Contudo, nesse cenário pandêmico e caótico vivido em todo o mundo, atitudes como a do ora recorrente fazem com que se possa ter esperança na solidariedade e no ser humano e, quiçá, em um futuro melhor para todos nós.

Diante dessas considerações, tenho que a doação realizada por Márcio José Grober, muito além de não ser ilícita, deve servir de exemplo para toda a sociedade, especialmente nos dias difíceis vivenciados.

Nesses termos também o parecer da douta Procuradoria Eleitoral (ID 12440283):

Ocorre que a doação por um vereador do seu salário a alguma entidade beneficente, órgão público ou a um hospital, como é o caso, não se caracteriza como ato assistencial realizado pelo Poder Público. Isso porque, no momento em que o Vereador recebe o seu salário, este passa a integrar o seu patrimônio privado e ele pode fazer com a sua remuneração o que bem lhe entender.

Portanto, não há como enquadrar a conduta do representado no inc. IV do art. 73 da Lei das Eleições, como fez o magistrado sentenciante.

Poder-se-ia, eventualmente, cogitar de violação ao inc. II do art. 73 da LE, que proíbe o uso de materiais e serviços custeados pelas Casas Legislativas que excedam as prerrogativas consignadas nos regimentos e normas da casa.

Porém, o pronunciamento na tribuna por parte dos vereadores está inserido dentre suas prerrogativas, sendo que a declaração feita pelo representado certamente interessava àqueles que o elegeram e pagam sua remuneração. Ainda que da mesma possa ser extraído benefício eleitoral futuro, a informação trazida na tribuna pelo Vereador quanto ao destino que seria dado a sua remuneração se enquadra também como uma forma de “prestação de contas” aos seu eleitores e aos contribuintes do município, portanto a declaração realizada decorre do legítimo exercício do mandato.

Assim, o recorrente não incorreu em qualquer conduta vedada, razão pela qual merece reforma a sentença neste ponto.

 

Por derradeiro, cumpre examinar o pedido de condenação da recorrida nas penas de litigância de má-fé, pois veiculada informação inverídica na exordial.

Como muito bem mencionado pela douta Procuradoria Eleitoral, o fato descrito na inicial realmente ocorreu, tanto que não contraditado pela defesa.
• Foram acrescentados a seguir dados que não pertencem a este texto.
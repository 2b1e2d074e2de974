use autostep::config::Workflow;

#[test]
fn test_load_example_workflow() {
    let workflow_path = concat!(env!("CARGO_MANIFEST_DIR"), "/workflows/example.toml");
    let workflow = Workflow::from_file(workflow_path).expect("Failed to load workflow");

    assert_eq!(workflow.name(), "example");
    assert_eq!(workflow.description(), Some("数値を足し算・掛け算するサンプルワークフロー"));
    assert_eq!(workflow.version(), Some("1.0.0"));
    assert_eq!(workflow.provider(), "openai");
    assert_eq!(workflow.model(), Some("gpt-4o"));
    assert_eq!(workflow.max_attempts(), 3);
    assert_eq!(workflow.steps().len(), 2);

    let steps = workflow.steps();
    assert_eq!(steps[0].name(), "add_numbers");
    assert_eq!(steps[0].signature(), "add_numbers(a, b) -> table");
    assert!(steps[0].auto_implement());
    assert_eq!(steps[1].name(), "multiply_numbers");

    // 親ソースとして元の TOML テキストを保持している
    assert!(workflow.source().contains("multiply_numbers"));
}

#[test]
fn test_load_non_linear_workflow() {
    let workflow_path = concat!(env!("CARGO_MANIFEST_DIR"), "/workflows/non_linear.toml");
    let workflow = Workflow::from_file(workflow_path).expect("Failed to load workflow");

    assert_eq!(workflow.name(), "SimpleStepClassifier");
    let names: Vec<&str> = workflow.steps().iter().map(|s| s.name()).collect();
    assert_eq!(names, vec!["code_step", "llm_prompt_step", "workflow_step"]);
    assert!(workflow.steps().iter().all(|s| s.auto_implement()));
}

#[test]
fn test_workflow_roundtrip_with_real_file() {
    let workflow_path = concat!(env!("CARGO_MANIFEST_DIR"), "/workflows/example.toml");

    // Load workflow from file
    let original = Workflow::from_file(workflow_path).expect("Failed to load workflow");

    // Convert to string
    let toml_string = original.to_toml_string().expect("Failed to serialize");

    // Parse back from string
    let restored = Workflow::from_toml(&toml_string).expect("Failed to parse");

    // Verify they match
    assert_eq!(restored.name(), original.name());
    assert_eq!(restored.description(), original.description());
    assert_eq!(restored.version(), original.version());
    assert_eq!(restored.provider(), original.provider());
    assert_eq!(restored.steps_dir(), original.steps_dir());
    assert_eq!(restored.steps(), original.steps());
}

#[test]
fn test_to_file_and_back() {
    let dir = tempfile::tempdir().unwrap();
    let path = dir.path().join("copy.toml");

    let original = Workflow::from_file(concat!(env!("CARGO_MANIFEST_DIR"), "/workflows/example.toml"))
        .expect("Failed to load workflow");
    original.to_file(&path).expect("Failed to write");

    let restored = Workflow::from_file(&path).expect("Failed to reload");
    assert_eq!(restored.steps(), original.steps());
}
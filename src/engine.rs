//! ステップの実体化と実行エンジン
//!
//! # 責務
//!
//! - ステップ実装ファイルのスタブ検出
//! - 上書き前のバージョンアーカイブ
//! - チャットオラクルによるコード生成（構文チェック付きリトライ）
//! - 実装の動的ロードと呼び出し
//! - LLM ルーターによる分岐
//!
//! # モジュール構成
//!
//! - [`stub`][]: スタブ判定
//! - [`store`][]: 正規ファイルとバージョンアーカイブ
//! - [`synthesizer`][]: コード生成
//! - [`loader`][]: 構文チェックと動的ロード
//! - [`materializer`][]: 実体化と呼び出し
//! - [`router`][]: LLM ルーター
//! - [`executor`][]: ワークフローランタイム
//! - [`context`][] / [`result`][]: 実行記録
//!
//! # 使用例
//!
//! ```rust,no_run
//! use autostep::config::Workflow;
//! use autostep::engine::{RouteOptions, StepArgs, WorkflowRuntime};
//! use autostep::provider::ProviderRegistry;
//!
//! #[tokio::main]
//! async fn main() -> Result<(), Box<dyn std::error::Error>> {
//!     let workflow = Workflow::from_file("workflows/non_linear.toml")?;
//!     let runtime = WorkflowRuntime::from_registry(workflow, &ProviderRegistry::with_defaults(), None)?;
//!
//!     let options = RouteOptions::new()
//!         .option("code", "Run code implementation.")
//!         .option("llm_prompt", "Run an LLM-prompt implementation.");
//!
//!     let decision = runtime.route("Classify the step.", &options).await?;
//!     if let Some(key) = decision.key() {
//!         let step = format!("{}_step", key);
//!         let result = runtime.call(&step, &StepArgs::new()).await?;
//!         println!("Result: {}", result);
//!     }
//!     Ok(())
//! }
//! ```

pub mod context;
pub mod executor;
pub mod loader;
pub mod materializer;
pub mod result;
pub mod router;
pub mod store;
pub mod stub;
pub mod synthesizer;

// 公開APIの再エクスポート
pub use context::ExecutionContext;
pub use executor::{WorkflowRuntime, inspect_steps, step_history};
pub use loader::{LuaStepLoader, StepArgs, StepHandle, StepLoader};
pub use materializer::{MaterializedStep, Materializer};
pub use result::{Materialization, RouteRecord, RunSummary, StepInvocation, StepReport};
pub use router::{RouteDecision, RouteOptions, Router, WorkflowContext};
pub use store::{StepStore, VersionRecord};
pub use synthesizer::{CodeSynthesizer, Synthesis, SynthesisRequest};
Além disso, como analisado ao início do presente voto, a depender das circunstâncias que envolvem a doação, poderia caracterizar ilícito eleitoral, tanto que há diversos tipos normativos que envolvem a distribuição gratuita de bens.

Assim, não é possível enquadrar a demandante, ora recorrida, como litigante de má-fé.

Dessa forma, impõe-se o acolhimento parcial do recurso, tão somente para reconhecer a licitude da doação efetuada pelo recorrente, não sendo provido no ponto em que postula o reconhecimento da má-fé da recorrida.

ANTE O EXPOSTO, VOTO pelo parcial provimento do recurso, ao efeito de julgar improcedente a ação, absolvendo o recorrente da condenação imposta na sentença.